This tongue-in-cheek song was written by John F. Poole (1833-1893) to the tune of “The girl I left behind me.” The 97th Regimental String Band recorded a version, “I Goes To Fight Mit Sigel,” for their 1999 album Songs of the Civil War, Vol. 7: Brass Mounted Army. The song is an unflattering portrayal of German-American soldiers in the Union army, written in a mock-German accent from the perspective of a German volunteer.

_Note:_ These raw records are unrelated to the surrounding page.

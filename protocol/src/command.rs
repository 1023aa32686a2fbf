use crate::DecodeError;
use motorbus_core::channel::{MotorId, StepperId};
use num_derive::{FromPrimitive, ToPrimitive};
use num_traits::FromPrimitive;

/// Size of one record in bytes (type + payload)
pub const RECORD_SIZE: usize = 4;

/// Command type values as sent on the wire
#[derive(Clone, Copy, Debug, PartialEq, Eq, FromPrimitive, ToPrimitive)]
#[repr(u16)]
pub enum CommandType {
	MotorAForward = 0,
	MotorAEnabled,
	MotorBForward,
	MotorBEnabled,
	MotorCForward,
	MotorCEnabled,
	MotorDForward,
	MotorDEnabled,
	Stepper1StepsPerRevolution,
	Stepper1Speed,
	Stepper1Enabled,
	Stepper1Used,
	Stepper2StepsPerRevolution,
	Stepper2Speed,
	Stepper2Enabled,
	Stepper2Used,
}

/// A decoded record
///
/// The payload shape is fixed by the variant, so a speed can never be
/// read as a flag or the other way round.
#[derive(Clone, Copy, Debug, PartialEq, Eq)]
pub enum Command {
	MotorForward(MotorId, bool),
	MotorEnabled(MotorId, bool),
	StepperStepsPerRevolution(StepperId, i16),
	StepperSpeed(StepperId, i16),
	StepperEnabled(StepperId, bool),
	StepperUsed(StepperId, bool),
	/// A type value outside of the known range, kept for diagnostics
	Unknown(u16),
}

/// Decode a single bus transaction
///
/// The transaction must carry exactly [`RECORD_SIZE`] bytes.
pub fn decode(bytes: &[u8]) -> Result<Command, DecodeError> {
	Ok(Command::from_record(record(bytes)?))
}

/// Check that a transaction carries exactly one record and borrow it
pub fn record(bytes: &[u8]) -> Result<&[u8; RECORD_SIZE], DecodeError> {
	bytes.try_into().map_err(|_| DecodeError::SizeMismatch {
		expected: RECORD_SIZE,
		actual: bytes.len(),
	})
}

impl CommandType {
	#[inline]
	pub fn from_raw(raw: u16) -> Option<Self> {
		Self::from_u16(raw)
	}

	#[inline]
	pub fn raw(&self) -> u16 {
		*self as u16
	}
}

impl Command {
	pub fn from_record(record: &[u8; RECORD_SIZE]) -> Self {
		use CommandType::*;
		let raw = u16::from_le_bytes([record[0], record[1]]);
		let integer = i16::from_le_bytes([record[2], record[3]]);
		// booleans occupy the first payload byte, any non-zero value is set
		let flag = record[2] != 0;
		let kind = match CommandType::from_raw(raw) {
			Some(kind) => kind,
			None => return Command::Unknown(raw),
		};
		match kind {
			MotorAForward => Command::MotorForward(MotorId::A, flag),
			MotorAEnabled => Command::MotorEnabled(MotorId::A, flag),
			MotorBForward => Command::MotorForward(MotorId::B, flag),
			MotorBEnabled => Command::MotorEnabled(MotorId::B, flag),
			MotorCForward => Command::MotorForward(MotorId::C, flag),
			MotorCEnabled => Command::MotorEnabled(MotorId::C, flag),
			MotorDForward => Command::MotorForward(MotorId::D, flag),
			MotorDEnabled => Command::MotorEnabled(MotorId::D, flag),
			Stepper1StepsPerRevolution => {
				Command::StepperStepsPerRevolution(StepperId::One, integer)
			}
			Stepper1Speed => Command::StepperSpeed(StepperId::One, integer),
			Stepper1Enabled => Command::StepperEnabled(StepperId::One, flag),
			Stepper1Used => Command::StepperUsed(StepperId::One, flag),
			Stepper2StepsPerRevolution => {
				Command::StepperStepsPerRevolution(StepperId::Two, integer)
			}
			Stepper2Speed => Command::StepperSpeed(StepperId::Two, integer),
			Stepper2Enabled => Command::StepperEnabled(StepperId::Two, flag),
			Stepper2Used => Command::StepperUsed(StepperId::Two, flag),
		}
	}

	/// The wire type of this command, `None` for unknown values
	pub fn kind(&self) -> Option<CommandType> {
		use CommandType::*;
		let kind = match self {
			Command::MotorForward(motor, _) => match motor {
				MotorId::A => MotorAForward,
				MotorId::B => MotorBForward,
				MotorId::C => MotorCForward,
				MotorId::D => MotorDForward,
			},
			Command::MotorEnabled(motor, _) => match motor {
				MotorId::A => MotorAEnabled,
				MotorId::B => MotorBEnabled,
				MotorId::C => MotorCEnabled,
				MotorId::D => MotorDEnabled,
			},
			Command::StepperStepsPerRevolution(StepperId::One, _) => Stepper1StepsPerRevolution,
			Command::StepperStepsPerRevolution(StepperId::Two, _) => Stepper2StepsPerRevolution,
			Command::StepperSpeed(StepperId::One, _) => Stepper1Speed,
			Command::StepperSpeed(StepperId::Two, _) => Stepper2Speed,
			Command::StepperEnabled(StepperId::One, _) => Stepper1Enabled,
			Command::StepperEnabled(StepperId::Two, _) => Stepper2Enabled,
			Command::StepperUsed(StepperId::One, _) => Stepper1Used,
			Command::StepperUsed(StepperId::Two, _) => Stepper2Used,
			Command::Unknown(_) => return None,
		};
		Some(kind)
	}

	/// Raw 16 bit type value as seen on the wire
	pub fn raw_type(&self) -> u16 {
		match self {
			Command::Unknown(raw) => *raw,
			_ => self.kind().map(|k| k.raw()).unwrap_or_default(),
		}
	}

	/// Encode this command as a bus record, as a host would send it
	pub fn to_bytes(&self) -> [u8; RECORD_SIZE] {
		let payload = match self {
			Command::MotorForward(_, flag)
			| Command::MotorEnabled(_, flag)
			| Command::StepperEnabled(_, flag)
			| Command::StepperUsed(_, flag) => [*flag as u8, 0x00],
			Command::StepperStepsPerRevolution(_, value) | Command::StepperSpeed(_, value) => {
				value.to_le_bytes()
			}
			Command::Unknown(_) => [0x00, 0x00],
		};
		let kind = self.raw_type().to_le_bytes();
		[kind[0], kind[1], payload[0], payload[1]]
	}
}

The title is a reference to Union Major General Franz Sigel.

I’ve come shust now to tells you how
I goes mit regimentals;
To schlauch dem voes of Liberty
Like dem old Continentals;
Vot fights mit England long ago
To save de Yankee Eagle,
Un now I gets mine sojer clothes,
I’m going to fight mit Sigel.

Ven I comes from de Deutsche Countree,
I vorks some dimes at baking,
Den I keeps a lager bier saloon,
Un den I goes shoe-making;
But now I was a sojer been
To save de Yankee Eagle;
To schlauch dem tam Secession volks,
I’m going to fight mit Sigel.

I gets ein tam big rifle guns,
Un puts him to mine shoulder,
Den march so bold. like big jack horse,
Un may been someding bolder;
I goes off mit de volunteers,
To save de Yankee Eagle,
To give dem rebel vellers fits,
I’m going to fight mit Sigel.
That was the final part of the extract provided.